Il secondo video era una gita allo zoo. Il cancro non è stato menzionato in nessun momento, ma il ragazzo era calvo a causa della chemioterapia ed è stato chiamato "il ragazzo dei miracoli", quindi la situazione è stata compresa.

Quando hanno finito hanno chiesto una donazione per una persona sconosciuta e il risultato è stato travolgente. Per verificare cosa stava succedendo nel cervello con entrambi i video, hanno prelevato il sangue dai partecipanti prima e dopo lo studio.

Il primo video ha aumentato notevolmente il cortisolo e l'ossitocina, oltre a suscitare maggiore empatia con la proposta di donazione.
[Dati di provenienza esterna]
// crates/dara-server/src/main.rs
// ============================================================================
// Module: Dara Control Plane Entry Point
// Description: Binary wiring configuration, components, and the listener.
// Purpose: Serve the control-plane HTTP API.
// Dependencies: dara-config, dara-server, tokio, tracing-subscriber
// ============================================================================

//! ## Overview
//! Reads the environment configuration, assembles the component graph, and
//! serves the API until the process is stopped. Logging goes through
//! `tracing` with an env-filter (`RUST_LOG`), defaulting to `info`.

// ============================================================================
// SECTION: Imports
// ============================================================================

use std::process::ExitCode;

use dara_config::ControlPlaneConfig;
use dara_server::ServerError;
use dara_server::build_router;
use dara_server::build_state;
use tracing_subscriber::EnvFilter;

// ============================================================================
// SECTION: Entry Point
// ============================================================================

/// Binary entry point.
#[tokio::main]
async fn main() -> ExitCode {
    let filter = EnvFilter::try_from_default_env().unwrap_or_else(|_| EnvFilter::new("info"));
    tracing_subscriber::fmt().with_env_filter(filter).init();
    match run().await {
        Ok(()) => ExitCode::SUCCESS,
        Err(err) => {
            tracing::error!(error = %err, "control plane failed");
            ExitCode::FAILURE
        }
    }
}

/// Builds the component graph and serves the API.
async fn run() -> Result<(), ServerError> {
    let config = ControlPlaneConfig::from_env()?;
    let state = build_state(&config)?;
    let listener = tokio::net::TcpListener::bind(&config.listen_addr).await?;
    tracing::info!(addr = %config.listen_addr, "dara control plane listening");
    axum::serve(listener, build_router(state)).await?;
    Ok(())
}
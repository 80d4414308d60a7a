// crates/dara-engine/tests/approvals.rs
// ============================================================================
// Module: Approval Gate Tests
// Description: Gated secretary flow, rejection path, and decision validation.
// ============================================================================
//! ## Overview
//! Drives the seeded secretary workflow through its gates: suspension with a
//! fingerprint-matched pending approval, resume-and-advance on approval,
//! terminal rejection, and strict decision validation.

#![allow(
    clippy::panic,
    clippy::print_stdout,
    clippy::print_stderr,
    clippy::unwrap_used,
    clippy::expect_used,
    clippy::use_debug,
    clippy::dbg_macro,
    clippy::panic_in_result_fn,
    clippy::unwrap_in_result,
    reason = "Test-only output and panic-based assertions are permitted."
)]

mod common;

use dara_core::ApprovalId;
use dara_core::ApprovalStatus;
use dara_core::RunId;
use dara_core::RunStatus;
use dara_core::RunView;
use dara_core::WorkflowId;
use dara_core::fingerprint;
use dara_engine::EngineError;
use serde_json::json;

use crate::common::HarnessOptions;
use crate::common::harness;

/// Returns the single pending approval of a run view.
fn pending_approval(view: &RunView) -> &dara_core::ApprovalRecord {
    let pending: Vec<_> = view
        .approvals
        .iter()
        .filter(|approval| approval.status == ApprovalStatus::Pending)
        .collect();
    assert_eq!(pending.len(), 1, "expected exactly one pending approval");
    pending[0]
}

#[test]
fn secretary_flow_passes_both_gates_to_completion() {
    let h = harness(HarnessOptions::default());
    let workflow_id = WorkflowId::new("secretary-default");

    // Step 0 drafts, step 1 suspends on the explicit gate.
    let view = h.engine.create_run(&workflow_id, json!({"recipient": "test"})).unwrap();
    assert_eq!(view.status, RunStatus::WaitingApproval);
    assert_eq!(view.current_step, 1);
    let gate = pending_approval(&view).clone();
    assert_eq!(gate.action_type, "approve_email_send");
    assert_eq!(h.engine.list_artifacts(&view.id).unwrap().len(), 1);

    // The pending row's fingerprint matches the suspended step.
    let workflows = h.engine.list_workflows().unwrap();
    let secretary = workflows.iter().find(|wf| wf.id == workflow_id).unwrap();
    assert_eq!(gate.payload_hash, fingerprint(&secretary.schema.steps[1]).unwrap());

    // Approving the gate re-enters at the gate index, passes it without an
    // artifact, and suspends on the first write tool.
    let view = h.engine.approve(&view.id, &gate.id, "approved", Some("operator")).unwrap();
    assert_eq!(view.status, RunStatus::WaitingApproval);
    assert_eq!(view.current_step, 2);
    assert_eq!(h.engine.list_artifacts(&view.id).unwrap().len(), 1);
    let email_gate = pending_approval(&view).clone();
    assert_eq!(email_gate.action_type, "send_email");
    assert_eq!(email_gate.payload_hash, fingerprint(&secretary.schema.steps[2]).unwrap());

    // Approving the email tool executes it and suspends on the calendar tool.
    let view =
        h.engine.approve(&view.id, &email_gate.id, "approved", Some("operator")).unwrap();
    assert_eq!(view.status, RunStatus::WaitingApproval);
    assert_eq!(view.current_step, 3);
    assert_eq!(h.invoker.recorded(), vec!["send_email".to_string()]);
    let calendar_gate = pending_approval(&view).clone();
    assert_eq!(calendar_gate.action_type, "create_calendar_event");

    // Final approval completes the run.
    let view =
        h.engine.approve(&view.id, &calendar_gate.id, "approved", Some("operator")).unwrap();
    assert_eq!(view.status, RunStatus::Completed);
    assert_eq!(view.current_step, 4);
    assert_eq!(
        h.invoker.recorded(),
        vec!["send_email".to_string(), "create_calendar_event".to_string()]
    );
    assert!(h.engine.list_artifacts(&view.id).unwrap().len() >= 3);

    // Exactly one completion notification, stamped with the active preset.
    assert_eq!(h.notifier.recorded(), vec![(view.id.to_string(), "quality".to_string())]);
}

#[test]
fn rejection_ends_the_run_without_tool_calls() {
    let h = harness(HarnessOptions::default());
    let view = h
        .engine
        .create_run(&WorkflowId::new("secretary-default"), json!({"recipient": "test"}))
        .unwrap();
    let gate = pending_approval(&view).clone();

    let view = h.engine.approve(&view.id, &gate.id, "rejected", Some("operator")).unwrap();
    assert_eq!(view.status, RunStatus::Rejected);
    assert_eq!(view.current_step, 1);
    assert_eq!(view.approvals.len(), 1);
    assert_eq!(view.approvals[0].status, ApprovalStatus::Rejected);
    assert_eq!(view.approvals[0].decided_by.as_deref(), Some("operator"));
    assert!(h.invoker.recorded().is_empty());
    assert!(h.notifier.recorded().is_empty());

    // Terminal runs accept no further decisions.
    let err = h.engine.approve(&view.id, &gate.id, "approved", Some("operator")).err().unwrap();
    assert!(matches!(err, EngineError::Validation(_)));
}

#[test]
fn malformed_decisions_are_validation_errors() {
    let h = harness(HarnessOptions::default());
    let view = h
        .engine
        .create_run(&WorkflowId::new("secretary-default"), json!({}))
        .unwrap();
    let gate = pending_approval(&view).clone();

    for decision in ["maybe", "APPROVED", ""] {
        let err =
            h.engine.approve(&view.id, &gate.id, decision, Some("operator")).err().unwrap();
        assert!(matches!(err, EngineError::Validation(_)), "decision: {decision}");
    }

    // decided_by is required and must be non-empty.
    let err = h.engine.approve(&view.id, &gate.id, "approved", None).err().unwrap();
    assert!(matches!(err, EngineError::Validation(_)));
    let err = h.engine.approve(&view.id, &gate.id, "approved", Some("")).err().unwrap();
    assert!(matches!(err, EngineError::Validation(_)));

    // The run is still suspended after the rejected attempts.
    let view = h.engine.get_run(&view.id).unwrap();
    assert_eq!(view.status, RunStatus::WaitingApproval);
}

#[test]
fn unknown_run_and_approval_are_not_found() {
    let h = harness(HarnessOptions::default());
    let err = h
        .engine
        .approve(&RunId::new("missing"), &ApprovalId::new("x"), "approved", Some("operator"))
        .err()
        .unwrap();
    assert!(matches!(err, EngineError::NotFound(_)));

    let view = h
        .engine
        .create_run(&WorkflowId::new("secretary-default"), json!({}))
        .unwrap();
    let err = h
        .engine
        .approve(&view.id, &ApprovalId::new("missing"), "approved", Some("operator"))
        .err()
        .unwrap();
    assert!(matches!(err, EngineError::NotFound(_)));
}

#[test]
fn unknown_workflow_is_not_found() {
    let h = harness(HarnessOptions::default());
    let err = h.engine.create_run(&WorkflowId::new("missing"), json!({})).err().unwrap();
    assert!(matches!(err, EngineError::NotFound(_)));
}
Tuttavia, il secondo video non ha modificato i livelli di questi ormoni.

Questa è stata la conclusione di Zak:

“Questi risultati suggeriscono che le narrazioni emotivamente coinvolgenti ispirano inviare- azioni narrative. In questo caso, invia denaro a uno sconosciuto”.

Per verificare che ci fosse davvero una correlazione tra narrazione, ossitocina ed empatia (donazione), hanno fatto un secondo esperimento che mostrava 16 Annunci su quattro temi sociali: tabacco, alcol, velocità su strada e riscaldamento globale.

A metà dei partecipanti è stata somministrata ossitocina sintetica e all'altra metà una soluzione salina come placebo, sebbene nessuno di loro sapesse con cosa era stato iniettato.

Gli è stato anche promesso $ 5 in cambio della risposta a una domanda al termine della visione, ma al termine della visione un software ha chiesto loro se volevano donare parte di quel $ 5 a un ente di beneficenza legato ai temi dei video.

Ora sì, i risultati erano definitivi. I partecipanti con ossitocina sintetica hanno donato 56% in più rispetto a quelli iniettati con placebo, confermando che l'ossitocina svolge un ruolo importante nel comportamento sociale post-narrativo.

Ma quale ruolo gioca la narrazione stessa? Tutti i tipi di storie emotive valgono la pena? Per verificarlo andarono oltre e scoprirono, attraverso un nuovo esperimento, che quando la storia era ben costruita riusciva a catturare la loro attenzione e anche aumento l'ormone ACTH, oltre all'ossitocina.

Il risultato? Le donazioni sono state 261% più alte!

È chiaro che lo storytelling modifica la nostra mente e provoca una reazione in noi, ma c'è ancora di più.

Cos'altro succede quando leggi o ascolti una storia ben costruita.

Accoppiamento neurale: una storia attiva parti del cervello che consentono all'ascoltatore di trasformare la storia sentendola come propria.

Aumento della dopamina: il cervello rilascia dopamina quando vive esperienze forti, il che rende la storia (e di conseguenza il marchio associato) più facile da ricordare.

Attività nella corteccia: con l'uso esclusivo dei dati si attivano solo 2 parti del cervello, mentre una storia ben raccontata attiva anche la corteccia motoria, sensoriale e frontale.

Per spiegare come applicare tutte queste conoscenze e creare storie che si collegano con il tuo lettore-cliente, lascia che ti parli del caso Rokia nel prossimo capitolo pratico, dove condividerò anche con te le chiavi di una strategia di narrazione intelligente.